Sweet White Rice Flour – Sweet white rice flour is made from short-grain “glutinous” rice, also known as sticky rice. Rest assured, the fact that it’s called glutinous does not mean that it contains gluten, but rather that it has a much higher starch content than other rice. The high starch content makes it an efficient thickening agent and binder.
Potato Flour – Potato flour is a peeled, cooked potato powder of mashed, mostly drum-dried and ground potato flakes using the whole potato, thus containing its protein and fiber. Potato flour is often confused with potato starch; potato starch is merely a thickening agent while potato flour is a heavy flour great for thickening and flour blends.
Tapioca Starch / Tapioca Flour – Tapioca starch and tapioca flour are the same thing. Tapioca flour comes from the root of the tassova plant. It adds structure to gluten free baking, as well as gives crisp or chewy textures to cookies and cakes. Be careful! Too much tapioca flour and you can end up with a slimy texture and strong taste.
Oat Flour – Oat flour is made by grinding oats to a powder. It has a subtle, slightly sweet, whole grain flavor and helps build structure in breads, due to the high protein content. And you can make it yourself! Create oat flour by grinding old-fashioned oats or rolled oats in a food processor for about one minute.
Coconut Flour – Coconut flour is a soft flour produced from dried coconut meat and is a natural byproduct of coconut milk production. Popular among the gluten intolerant and the grain restrictive, it is rich in fiber, protein, and fat which makes it incredibly filling. You cannot substitute coconut flour for other flours at 1:1 ration as they are not equal. It is extraordinarily absorbent and a little goes a long way; in baked goods, you generally want to substitute ⅓-¼ C coconut flour to one cup grain flour.
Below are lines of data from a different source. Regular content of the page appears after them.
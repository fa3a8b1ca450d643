//! Host services the session borrows: frame callbacks and the viewport.

use crate::rendering::ViewportSize;

/// Opaque handle to one requested frame callback
#[derive(Debug, Clone, Copy, PartialEq, Eq, Hash)]
pub struct FrameHandle(pub u64);

/// Host-driven frame loop (display refresh, redraw requests, test clock)
pub trait FrameScheduler {
    /// Ask for exactly one more tick
    fn request_frame(&mut self) -> FrameHandle;

    /// Withdraw a request that has not fired yet
    fn cancel_frame(&mut self, handle: FrameHandle);
}

/// Registration handle for viewport resize notifications
#[derive(Debug, Clone, Copy, PartialEq, Eq, Hash)]
pub struct ListenerId(pub u64);

/// Surface the scene is drawn into
pub trait Viewport {
    /// Current size in logical pixels plus pixel ratio
    fn size(&self) -> ViewportSize;

    fn add_resize_listener(&mut self) -> ListenerId;

    fn remove_resize_listener(&mut self, id: ListenerId);
}
//! Scene graph and the per-frame audio-reactive update.

use glam::{Vec3, Vec4};

use super::camera::{orbit_position, PerspectiveCamera};
use super::uniforms::UniformRegistry;
use crate::audio::FrequencyFrame;
use crate::params::{ReactivityWeights, SceneParams};

/// Reactive sphere at the scene origin
#[derive(Debug, Clone)]
pub struct Sphere {
    pub position: Vec3,
    pub scale: f32,

    /// Hidden until the environment load settles (success or failure)
    pub visible: bool,

    /// Reflection map bound to the material
    pub environment_bound: bool,
}

/// Complete scene: camera, sphere, rotation accumulator and tuning
#[derive(Debug, Clone)]
pub struct SceneState {
    pub camera: PerspectiveCamera,
    pub sphere: Sphere,

    /// Cumulative XYZ Euler rotation applied to the camera orbit
    pub rotation: Vec3,

    pub params: SceneParams,
}

/// Build the scene and its uniform registry with their initial values
pub fn build_scene(params: SceneParams) -> (SceneState, UniformRegistry) {
    let camera = PerspectiveCamera::new(&params.camera);
    let sphere = Sphere {
        position: Vec3::ZERO,
        scale: params.sphere.rest_scale,
        visible: false,
        environment_bound: false,
    };

    let scene = SceneState {
        camera,
        sphere,
        rotation: Vec3::ZERO,
        params,
    };

    (scene, UniformRegistry::default())
}

impl SceneState {
    /// Advance the scene by `dt` (in 60fps frames) from two spectra.
    ///
    /// Deterministic in `(dt, input, output, self.rotation, uniforms.sphere.time)`.
    /// The backdrop seed is left to the caller.
    pub fn advance(
        &mut self,
        uniforms: &mut UniformRegistry,
        dt: f32,
        input: &FrequencyFrame,
        output: &FrequencyFrame,
    ) {
        let w: &ReactivityWeights = &self.params.reactivity;

        self.sphere.scale =
            self.params.sphere.rest_scale + self.params.sphere.pulse_gain * output.mid();

        let rate = dt * w.rotation_rate;
        self.rotation.x += rate * w.x_from_output_mid * output.mid();
        self.rotation.z += rate * w.z_from_input_mid * input.mid();
        self.rotation.y += rate * w.y_from_input_treble * input.treble();
        self.rotation.z += rate * w.z_from_output_treble * output.treble();

        self.camera.position = orbit_position(
            self.rotation,
            Vec3::from_array(self.params.camera.orbit_offset),
        );
        self.camera.look_at(self.sphere.position);

        let sphere = &mut uniforms.sphere;
        sphere.time += dt * w.time_from_output_bass * output.bass();
        sphere.input_data = weighted_bands(input, w.input_data_weights);
        sphere.output_data = weighted_bands(output, w.output_data_weights);
    }

    /// Reveal the sphere, with or without a reflection map
    pub fn reveal_sphere(&mut self, environment_bound: bool) {
        self.sphere.visible = true;
        self.sphere.environment_bound = environment_bound;
    }
}

fn weighted_bands(frame: &FrequencyFrame, weights: [f32; 3]) -> Vec4 {
    Vec4::new(
        weights[0] * frame.bass(),
        weights[1] * frame.mid(),
        weights[2] * frame.treble(),
        0.0,
    )
}

#[cfg(test)]
mod tests {
    use super::*;

    fn scene() -> (SceneState, UniformRegistry) {
        build_scene(SceneParams::default())
    }

    #[test]
    fn test_sphere_starts_hidden() {
        let (scene, uniforms) = scene();
        assert!(!scene.sphere.visible);
        assert!(!scene.sphere.environment_bound);
        assert_eq!(scene.sphere.scale, 1.0);
        assert_eq!(uniforms.sphere.time, 0.0);
    }

    #[test]
    fn test_silence_keeps_rest_pose() {
        let (mut scene, mut uniforms) = scene();
        let silent = FrequencyFrame::default();

        for _ in 0..30 {
            scene.advance(&mut uniforms, 1.0, &silent, &silent);
        }

        assert_eq!(scene.sphere.scale, 1.0);
        assert_eq!(scene.rotation, Vec3::ZERO);
        assert_eq!(uniforms.sphere.time, 0.0);
        assert_eq!(scene.camera.position, Vec3::new(0.0, 0.0, 5.0));
    }

    #[test]
    fn test_output_mid_pulses_scale() {
        let (mut scene, mut uniforms) = scene();
        let output = FrequencyFrame::from_leading(&[0, 255, 0]);
        scene.advance(&mut uniforms, 1.0, &FrequencyFrame::default(), &output);
        assert!((scene.sphere.scale - 1.2).abs() < 1e-6);
    }

    #[test]
    fn test_axis_mapping_is_asymmetric() {
        let silent = FrequencyFrame::default();
        let loud = FrequencyFrame::from_leading(&[255, 255, 255]);

        // Output alone: x and z advance, y stays
        let (mut scene, mut uniforms) = scene();
        scene.advance(&mut uniforms, 1.0, &silent, &loud);
        assert!((scene.rotation.x - 0.0005).abs() < 1e-9);
        assert!((scene.rotation.z - 0.00025).abs() < 1e-9);
        assert_eq!(scene.rotation.y, 0.0);

        // Input alone: z and y advance, x stays
        let (mut scene, mut uniforms) = self::scene();
        scene.advance(&mut uniforms, 1.0, &loud, &silent);
        assert_eq!(scene.rotation.x, 0.0);
        assert!((scene.rotation.z - 0.0005).abs() < 1e-9);
        assert!((scene.rotation.y - 0.00025).abs() < 1e-9);
    }

    #[test]
    fn test_shader_data_weights() {
        let (mut scene, mut uniforms) = scene();
        let frame = FrequencyFrame::from_leading(&[255, 255, 255]);
        scene.advance(&mut uniforms, 2.0, &frame, &frame);

        assert_eq!(uniforms.sphere.input_data, Vec4::new(1.0, 0.1, 10.0, 0.0));
        assert_eq!(uniforms.sphere.output_data, Vec4::new(2.0, 0.1, 10.0, 0.0));
        assert!((uniforms.sphere.time - 0.2).abs() < 1e-6);
    }

    #[test]
    fn test_advance_is_deterministic() {
        let input = FrequencyFrame::from_leading(&[30, 60, 90]);
        let output = FrequencyFrame::from_leading(&[200, 150, 100]);

        let run = || {
            let (mut scene, mut uniforms) = scene();
            for step in 0..50 {
                scene.advance(&mut uniforms, 0.5 + step as f32 * 0.01, &input, &output);
            }
            (scene.camera.position, scene.rotation, uniforms)
        };

        assert_eq!(run(), run());
    }

    #[test]
    fn test_camera_looks_at_sphere() {
        let (mut scene, mut uniforms) = scene();
        let frame = FrequencyFrame::from_leading(&[128, 128, 128]);
        scene.advance(&mut uniforms, 1.0, &frame, &frame);
        assert_eq!(scene.camera.target, scene.sphere.position);
        assert!((scene.camera.position.length() - 5.0).abs() < 1e-4);
    }
}
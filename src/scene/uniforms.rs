//! Shader uniform values driven by audio, held in one explicit registry.

use glam::{Vec2, Vec4};

/// Values feeding the sphere deformation shader
#[derive(Debug, Clone, Copy, PartialEq, Default)]
pub struct SphereUniforms {
    /// Deformation phase, advanced by output bass energy
    pub time: f32,

    /// Weighted input bands (bass, mid, treble, 0)
    pub input_data: Vec4,

    /// Weighted output bands (bass, mid, treble, 0)
    pub output_data: Vec4,
}

/// Values feeding the backdrop gradient shader
#[derive(Debug, Clone, Copy, PartialEq)]
pub struct BackdropUniforms {
    /// Drawing-buffer size (physical pixels)
    pub resolution: Vec2,

    /// Per-frame noise seed
    pub rand: f32,
}

impl Default for BackdropUniforms {
    fn default() -> Self {
        Self {
            resolution: Vec2::ONE,
            rand: 0.0,
        }
    }
}

/// Every audio- or viewport-driven uniform in the scene.
///
/// Returned by scene construction and threaded explicitly through each
/// frame update; the renderer reads it but never writes it.
#[derive(Debug, Clone, Copy, PartialEq, Default)]
pub struct UniformRegistry {
    pub sphere: SphereUniforms,
    pub backdrop: BackdropUniforms,
}
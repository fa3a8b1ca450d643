//! Post-processing pass chain and the resolutions each pass renders at.

use glam::Vec2;
use log::debug;

/// Number of bloom blur levels
pub const BLOOM_MIP_COUNT: usize = 5;

/// Gaussian kernel radius per bloom level
pub const BLOOM_KERNEL_RADII: [u32; BLOOM_MIP_COUNT] = [3, 5, 7, 9, 11];

/// Contribution of each bloom level before the radius lerp
pub const BLOOM_FACTORS: [f32; BLOOM_MIP_COUNT] = [1.0, 0.8, 0.6, 0.4, 0.2];

/// Host viewport in logical pixels plus the device pixel ratio
#[derive(Debug, Clone, Copy, PartialEq)]
pub struct ViewportSize {
    pub width: u32,
    pub height: u32,
    pub pixel_ratio: f32,
}

impl ViewportSize {
    pub fn new(width: u32, height: u32, pixel_ratio: f32) -> Self {
        Self {
            width,
            height,
            pixel_ratio,
        }
    }

    /// Physical drawing-buffer size, at least 1x1
    pub fn physical(&self) -> (u32, u32) {
        let scale = |v: u32| ((v as f32 * self.pixel_ratio).round() as u32).max(1);
        (scale(self.width), scale(self.height))
    }
}

/// One stage of the compositor
#[derive(Debug, Clone, Copy, PartialEq, Eq)]
pub enum PassKind {
    /// Scene render into the HDR target
    Base,
    /// Threshold, blur mip chain, additive composite
    Bloom,
    /// Edge anti-aliasing
    Fxaa,
}

/// Every size that depends on the viewport
#[derive(Debug, Clone, PartialEq)]
pub struct PassResolutions {
    /// Drawing buffer (physical pixels)
    pub drawing: (u32, u32),

    /// Bloom blur levels, half the drawing buffer then halving
    pub bloom_mips: [(u32, u32); BLOOM_MIP_COUNT],

    /// One over the drawing-buffer size, for the FXAA sample offsets
    pub fxaa_texel: Vec2,

    /// Backdrop `resolution` uniform (physical pixels)
    pub backdrop: Vec2,

    /// Camera aspect ratio (logical width / height)
    pub aspect: f32,
}

impl PassResolutions {
    pub fn for_viewport(viewport: ViewportSize) -> Self {
        let drawing = viewport.physical();

        let mut bloom_mips = [(1, 1); BLOOM_MIP_COUNT];
        let mut mip = ((drawing.0 / 2).max(1), (drawing.1 / 2).max(1));
        for level in bloom_mips.iter_mut() {
            *level = mip;
            mip = ((mip.0 / 2).max(1), (mip.1 / 2).max(1));
        }

        let aspect = viewport.width.max(1) as f32 / viewport.height.max(1) as f32;

        Self {
            drawing,
            bloom_mips,
            fxaa_texel: Vec2::new(1.0 / drawing.0 as f32, 1.0 / drawing.1 as f32),
            backdrop: Vec2::new(drawing.0 as f32, drawing.1 as f32),
            aspect,
        }
    }
}

/// Ordered pass list bound to one output surface
#[derive(Debug, Clone)]
pub struct PassChain {
    passes: Vec<PassKind>,
    resolutions: Option<PassResolutions>,
}

impl PassChain {
    pub fn new(fxaa: bool) -> Self {
        let mut passes = vec![PassKind::Base, PassKind::Bloom];
        if fxaa {
            passes.push(PassKind::Fxaa);
        }
        Self {
            passes,
            resolutions: None,
        }
    }

    pub fn passes(&self) -> &[PassKind] {
        &self.passes
    }

    pub fn resolutions(&self) -> Option<&PassResolutions> {
        self.resolutions.as_ref()
    }

    /// Recompute resolutions; returns true when anything changed
    pub fn resize(&mut self, viewport: ViewportSize) -> bool {
        let next = PassResolutions::for_viewport(viewport);
        if self.resolutions.as_ref() == Some(&next) {
            return false;
        }
        debug!(
            "Pass chain resized: drawing {}x{}, bloom base {}x{}",
            next.drawing.0, next.drawing.1, next.bloom_mips[0].0, next.bloom_mips[0].1
        );
        self.resolutions = Some(next);
        true
    }
}

#[cfg(test)]
mod tests {
    use super::*;

    #[test]
    fn test_chain_order() {
        assert_eq!(PassChain::new(false).passes(), &[PassKind::Base, PassKind::Bloom]);
        assert_eq!(
            PassChain::new(true).passes(),
            &[PassKind::Base, PassKind::Bloom, PassKind::Fxaa]
        );
    }

    #[test]
    fn test_resolutions_scale_with_pixel_ratio() {
        let res = PassResolutions::for_viewport(ViewportSize::new(800, 600, 2.0));
        assert_eq!(res.drawing, (1600, 1200));
        assert_eq!(res.bloom_mips[0], (800, 600));
        assert_eq!(res.bloom_mips[4], (50, 37));
        assert_eq!(res.backdrop, Vec2::new(1600.0, 1200.0));
        assert!((res.aspect - 4.0 / 3.0).abs() < 1e-6);
        assert!((res.fxaa_texel.x - 1.0 / 1600.0).abs() < 1e-9);
    }

    #[test]
    fn test_zero_sized_viewport_clamps() {
        let res = PassResolutions::for_viewport(ViewportSize::new(0, 0, 1.0));
        assert_eq!(res.drawing, (1, 1));
        assert!(res.bloom_mips.iter().all(|&m| m == (1, 1)));
        assert_eq!(res.aspect, 1.0);
    }

    #[test]
    fn test_resize_is_idempotent() {
        let mut chain = PassChain::new(true);
        let viewport = ViewportSize::new(1280, 720, 1.0);

        assert!(chain.resize(viewport));
        let first = chain.resolutions().cloned();

        assert!(!chain.resize(viewport));
        assert_eq!(chain.resolutions().cloned(), first);

        assert!(chain.resize(ViewportSize::new(640, 360, 1.0)));
    }
}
Almond Flour – Almond flour (sometimes called almond meal) is blanched almonds ground finely into powder. It has a mild flavor that is subtly sweet and nutty. It is often used in “flourless” cakes and works well for breading. Almond flour is great in cookies where a little goes a long way, contributing to richness, heft and fat. Make sure to store your almond flour in the fridge or freezer to avoid rancidity!
Millet – Millet is a variety of grass with a very nutritious, round seed that is high in protein and B vitamins! It has a similar flavor to corn and can be used as a breakfast cereal or a side dish.
Buckwheat – Buckwheat is gluten free and is not related to wheat, but is related to rhubarb! It is also not considered a grain, though it is often used like one. Warning: look carefully at the label, as sometimes it is mixed with wheat flour!
Bean Flours – Bean flours can be made from any legume and are made by grinding up whole dry beans into a fine powder. The most widely used in gluten free baking include navy, pinto, garbanzo, and garbanzo-fava bean blends.
1:1 Blends – Most of the gluten free flours mentioned above do better in blends with other types of flours, starches and gums. While you can buy each individual ingredient to create your own blend, you could also buy a 1:1 gluten free baking blend. 1:1 baking blends are meant to be substituted for the exact amount of wheat flour that a recipe calls for. Note: baking blends work best when you are trying to convert a glutinous recipe to gluten free.